Friday, November 14, 2008

The Bridge to Nowhere

Go to any major museum in the world with a decent Impressionist collection and you’ll see at least one of Claude Monet’s signature series subjects, whether it be Haystacks, Rouen Cathedral, Poplars, the Houses of Parliament, Mornings on the Seine, or the Water Lilies. Born November 14, 1840, Monet loved to muse over the same subject endlessly, painting it in all types of weather and light. When he built his home in Giverny, Monet set up a beautiful garden in that he could paint to his heart’s content. One of the more exotic features of Monet’s garden remains the Japanese Bridge that appears in such works as Bridge over a Pond of Water Lilies (above, from 1899). Unlike the “Bridge to Nowhere” made infamous by the recent American election, Monet’s “bridge to nowhere” actually led to a world of improvisation and experimentation. The Giverny garden served as a laboratory for Monet in which he could mix and match natural elements completely under his control to get at the effects locked away in his imagination and longing to be freed.

Over time, Monet’s improvisations got wilder and wilder. The Japanese Bridge (above, from 1918-1924), painted nearly a quarter century after the Bridge over a Pond of Water Lilies of 1899 and completed just two years before Monet’s death, barely acknowledges the physical fact of a bridge arching over a lily-strewn pond. At this point, the actual bridge was superfluous for Monet. Monet’s cataracts may have contributed to the increasing unreality of his work, but the general direction of Monet’s painting was away from realism and more towards the borders of abstraction. Some argue that the choice of bright, almost acidic color also indicates the effect of Monet’s vision problems as he strained to see what he was painting and, like an elderly person turning up the volume on a television to hear better, pumped up the “volume” of his color to compensate for his declining eyesight. Medical issues aside, Monet demonstrates a greater degree of freedom in his later years. To look at one of these later works closely, you could easily imagine Chaim Soutine or any other impasto master of modern art painting in the same way.
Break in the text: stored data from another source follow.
//! Token-gated chat session controller.
//!
//! SYSTEM CONTEXT
//! ==============
//! This deployment gates entry behind a shared-secret verification token:
//! the hello announces an identity, the server issues a challenge out of
//! band, and the session only goes live on an explicit acknowledgement.
//! A failed verification or a name collision parks the session in
//! `Rejected`; nothing may be sent until a fresh `connect` completes the
//! handshake again.

#[cfg(test)]
#[path = "chat_test.rs"]
mod chat_test;

use messages::{CodecError, chat};

use crate::session::{Effect, SessionState};
use crate::transcript::Transcript;

/// One token-gated transcript session.
pub struct ChatSession {
    state: SessionState,
    name: String,
    email: String,
    /// Attributed chat lines; read by the renderer.
    pub transcript: Transcript,
}

impl Default for ChatSession {
    fn default() -> Self {
        Self::new()
    }
}

impl ChatSession {
    #[must_use]
    pub fn new() -> Self {
        Self {
            state: SessionState::Disconnected,
            name: String::new(),
            email: String::new(),
            transcript: Transcript::new(),
        }
    }

    #[must_use]
    pub fn state(&self) -> SessionState {
        self.state
    }

    // --- Lifecycle ---

    /// The entry surface supplied a validated identity; the host is about
    /// to open the socket. Re-entry after a rejection starts here too.
    pub fn connect(&mut self, name: impl Into<String>, email: impl Into<String>) {
        self.name = name.into();
        self.email = email.into();
        self.state = SessionState::Connecting;
    }

    /// The socket opened: send the hello and wait for verification.
    pub fn socket_open(&mut self) -> Vec<Effect> {
        if self.state != SessionState::Connecting {
            return Vec::new();
        }

        self.state = SessionState::AwaitingVerification;
        vec![Effect::Send(chat::hello(&self.name, &self.email).encode())]
    }

    /// The user entered the verification token.
    pub fn verify(&mut self, token: &str) -> Vec<Effect> {
        if self.state != SessionState::AwaitingVerification {
            return Vec::new();
        }
        vec![Effect::Send(chat::auth(token).encode())]
    }

    /// The transport failed. The session is over; re-entry is user-driven.
    pub fn transport_error(&mut self, reason: &str) {
        tracing::warn!("transport error: {reason}");
        self.state = SessionState::Disconnected;
    }

    /// The socket closed. No automatic reconnection is attempted.
    pub fn closed(&mut self) {
        tracing::debug!("session closed");
        self.state = SessionState::Disconnected;
    }

    // --- Inbound dispatch ---

    /// Decode and dispatch one inbound frame. Malformed or unknown frames
    /// are logged and dropped; nothing inbound is ever fatal.
    pub fn handle_frame(&mut self, raw: &str) -> Vec<Effect> {
        let message = match chat::decode(raw) {
            Ok(message) => message,
            Err(CodecError::UnknownType(kind)) => {
                tracing::warn!("dropping frame with unknown type {kind}");
                return Vec::new();
            }
            Err(err) => {
                tracing::warn!("dropping malformed frame: {err}");
                return Vec::new();
            }
        };

        match message {
            // Echoes of our own handshake frames carry nothing to apply.
            chat::Message::Hello | chat::Message::Auth => Vec::new(),
            chat::Message::Text { from, text } => {
                self.transcript.push(from.name, text);
                vec![Effect::Render]
            }
            chat::Message::AuthAck => {
                self.state = SessionState::Authenticated;
                vec![Effect::Render]
            }
            chat::Message::AuthRst => {
                self.state = SessionState::Rejected;
                vec![Effect::Notice("Verification failed: incorrect token".to_owned())]
            }
            chat::Message::MayNotEnter => {
                self.state = SessionState::Rejected;
                vec![Effect::Notice(
                    "Another user is already using that name. Try a different one.".to_owned(),
                )]
            }
        }
    }

    // --- User actions ---

    /// Send a chat line. A no-op unless the session is live.
    pub fn send_chat(&mut self, body: &str) -> Vec<Effect> {
        if self.state != SessionState::Authenticated {
            return Vec::new();
        }
        vec![Effect::Send(chat::text(body).encode())]
    }
}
For the last decades of his life, Monet became a victim of his own celebrity. Étienne Clémentel’s photo of Claude Monet in his garden (above, from 1917) shows the master at a rare moment of peace from well wishers and other artists looking to learn the secrets of the man whose painting, Impression, Sunrise, gave the name to an entire movement. American artists such as Theodore Robinson sought out Monet aggressively. Robinson and Monet actually became close friends, but many other, less-talented artists simply drained Monet’s energy. Today, artists and art lovers make pilgrimages to Monet’s garden at Giverny, still maintained the way Monet left it after his death over eighty years ago. For a movement based on freedom and openness, it is ironic that Monet’s controlled environment remains as the central cathedral of Impressionism, the one place unquestionably linked with Monet. The Japanese Bridge still leads physically to nowhere, but Monet’s paintings of it lead back to the workings of an obsessively creative, infinitely innovative imagination.